# foundationdb-simulation
The goal of this crate is to enable testing of rust layers in the official FoundationDB simulation.
## How does it work
FoundationDB is written in flow and transpiled to C++. Rust and C++ objects are not compatible so
every methods of all supported objects have been translated to a C function that takes a raw
pointer to the object as first argument.
This crate contains 4 types of wrappers:
- C++ that maps behavior to C bindings and will be called by the fdbserver directly
- Rust that implements C bindings from C++ (C++ to Rust bridge)

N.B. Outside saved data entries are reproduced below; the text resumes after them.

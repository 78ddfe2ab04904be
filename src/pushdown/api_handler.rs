// SPDX-License-Identifier: Apache-2.0

//! Generic handler for REST-style backends
//!
//! An [`ApiBackend`] supplies session setup and a set of [`ApiTable`]s;
//! [`ApiHandler`] turns that into a full [`Handler`] with pushdown-based
//! structured queries.

use std::sync::Arc;

use async_trait::async_trait;
use tracing::instrument;

use quarry_core::{
    extract_comparison_conditions, ColumnInfo, DataFrame, FederationError, FederationResult,
    HandlerResponse, Row, SelectQuery, StatusResponse, Value,
};

use crate::config::PushdownConfig;
use crate::engine::args::ConnectionArgs;
use crate::engine::connection::{ConnectionState, Connector, ManagedConnection};
use crate::engine::traits::Handler;
use crate::pushdown::executor::{ApiTable, ApiTableExecutor};

/// A REST-style backend.
#[async_trait]
pub trait ApiBackend: Send + Sync + 'static {
    type Session: Clone + Send + Sync + 'static;

    const HANDLER_TYPE: &'static str;

    /// Arguments checked before `open` is called.
    fn required_args(&self) -> &'static [&'static str];

    /// Builds a session from fresh arguments.
    async fn open(&self, args: &ConnectionArgs) -> FederationResult<Self::Session>;

    async fn ping(&self, session: &Self::Session) -> FederationResult<()>;

    /// Backend-native request (e.g. a REST path).
    async fn native(&self, session: &Self::Session, query: &str) -> FederationResult<HandlerResponse>;

    fn tables(&self) -> Vec<Arc<dyn ApiTable<Self::Session>>>;
}

pub struct ApiConnector<B> {
    backend: Arc<B>,
    args: ConnectionArgs,
}

#[async_trait]
impl<B: ApiBackend> Connector for ApiConnector<B> {
    type Conn = B::Session;

    async fn establish(&self) -> FederationResult<B::Session> {
        self.args.require(B::HANDLER_TYPE, self.backend.required_args())?;
        self.backend.open(&self.args).await
    }

    async fn ping(&self, session: &B::Session) -> FederationResult<()> {
        self.backend.ping(session).await
    }

    async fn close(&self, _session: B::Session) {}
}

pub struct ApiHandler<B: ApiBackend> {
    name: String,
    backend: Arc<B>,
    conn: ManagedConnection<ApiConnector<B>>,
    tables: Vec<ApiTableExecutor<B::Session>>,
    pushdown: PushdownConfig,
}

impl<B: ApiBackend> ApiHandler<B> {
    pub fn new(name: impl Into<String>, backend: B, args: ConnectionArgs, pushdown: PushdownConfig) -> Self {
        let name = name.into();
        let backend = Arc::new(backend);
        let tables = backend
            .tables()
            .into_iter()
            .map(ApiTableExecutor::new)
            .collect();
        Self {
            conn: ManagedConnection::new(
                name.clone(),
                ApiConnector {
                    backend: Arc::clone(&backend),
                    args,
                },
            ),
            name,
            backend,
            tables,
            pushdown,
        }
    }

    fn table(&self, name: &str) -> FederationResult<&ApiTableExecutor<B::Session>> {
        self.tables
            .iter()
            .find(|t| t.name().eq_ignore_ascii_case(name))
            .ok_or_else(|| {
                FederationError::validation(format!(
                    "{} has no table '{}'",
                    B::HANDLER_TYPE,
                    name
                ))
            })
    }
}

#[async_trait]
impl<B: ApiBackend> Handler for ApiHandler<B> {
    fn name(&self) -> &str {
        &self.name
    }

    fn handler_type(&self) -> &'static str {
        B::HANDLER_TYPE
    }

    async fn connection_state(&self) -> ConnectionState {
        self.conn.state().await
    }

    async fn connect(&self) -> FederationResult<ConnectionState> {
        self.conn.lease().await?;
        Ok(ConnectionState::Connected)
    }

    async fn disconnect(&self) {
        self.conn.disconnect().await;
    }

    async fn check_connection(&self) -> StatusResponse {
        self.conn.check().await
    }

    #[instrument(skip(self, query), fields(handler = %self.name, engine = B::HANDLER_TYPE))]
    async fn native_query(&self, query: &str) -> FederationResult<HandlerResponse> {
        let lease = match self.conn.lease().await {
            Ok(lease) => lease,
            Err(e) => return HandlerResponse::at_boundary(Err(e)),
        };
        let result = self.backend.native(&lease.conn, query).await;
        if let Err(e) = &result {
            self.conn.report(lease.epoch, e).await;
        }
        HandlerResponse::at_boundary(result)
    }

    #[instrument(skip(self, query), fields(handler = %self.name, engine = B::HANDLER_TYPE))]
    async fn query(&self, query: &SelectQuery) -> FederationResult<HandlerResponse> {
        let table_name = query
            .from
            .as_ref()
            .map(|ident| ident.name().to_string())
            .ok_or_else(|| FederationError::validation("query has no FROM table"))?;
        let table = self.table(&table_name)?;
        // reject unsupported WHERE shapes before touching the backend
        extract_comparison_conditions(query.where_clause.as_ref())?;

        let lease = match self.conn.lease().await {
            Ok(lease) => lease,
            Err(e) => return HandlerResponse::at_boundary(Err(e)),
        };
        let result = table
            .select(&lease.conn, lease.epoch, query, &self.pushdown)
            .await
            .map(HandlerResponse::table);
        if let Err(e) = &result {
            self.conn.report(lease.epoch, e).await;
        }
        HandlerResponse::at_boundary(result)
    }

    async fn get_tables(&self) -> FederationResult<HandlerResponse> {
        let rows = self
            .tables
            .iter()
            .map(|t| Row {
                values: vec![Value::Text(t.name().to_string())],
            })
            .collect();
        Ok(HandlerResponse::table(DataFrame::new(
            vec![ColumnInfo::new("table_name", "text")],
            rows,
        )))
    }

    async fn get_columns(&self, table: &str) -> FederationResult<HandlerResponse> {
        let executor = self.table(table)?;
        let lease = match self.conn.lease().await {
            Ok(lease) => lease,
            Err(e) => return HandlerResponse::at_boundary(Err(e)),
        };
        let result = executor.columns(&lease.conn, lease.epoch).await.map(|columns| {
            let rows = columns
                .into_iter()
                .map(|c| Row {
                    values: vec![Value::Text(c.name), Value::Text(c.data_type)],
                })
                .collect();
            HandlerResponse::table(DataFrame::new(
                vec![
                    ColumnInfo::new("column_name", "text"),
                    ColumnInfo::new("data_type", "text"),
                ],
                rows,
            ))
        });
        if let Err(e) = &result {
            self.conn.report(lease.epoch, e).await;
        }
        HandlerResponse::at_boundary(result)
    }
}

- Rust that maps behavior to C bindings
- C++ that implements C bindings from Rust (Rust to C++ bridge)
## Warning
Due to the high level of coupling between this crate and FoundationDB, please note that:
- we are supporting only 7.1 and 7.3 for now
- it needs to be build within [the official Docker image](https://hub.docker.com/r/foundationdb/build)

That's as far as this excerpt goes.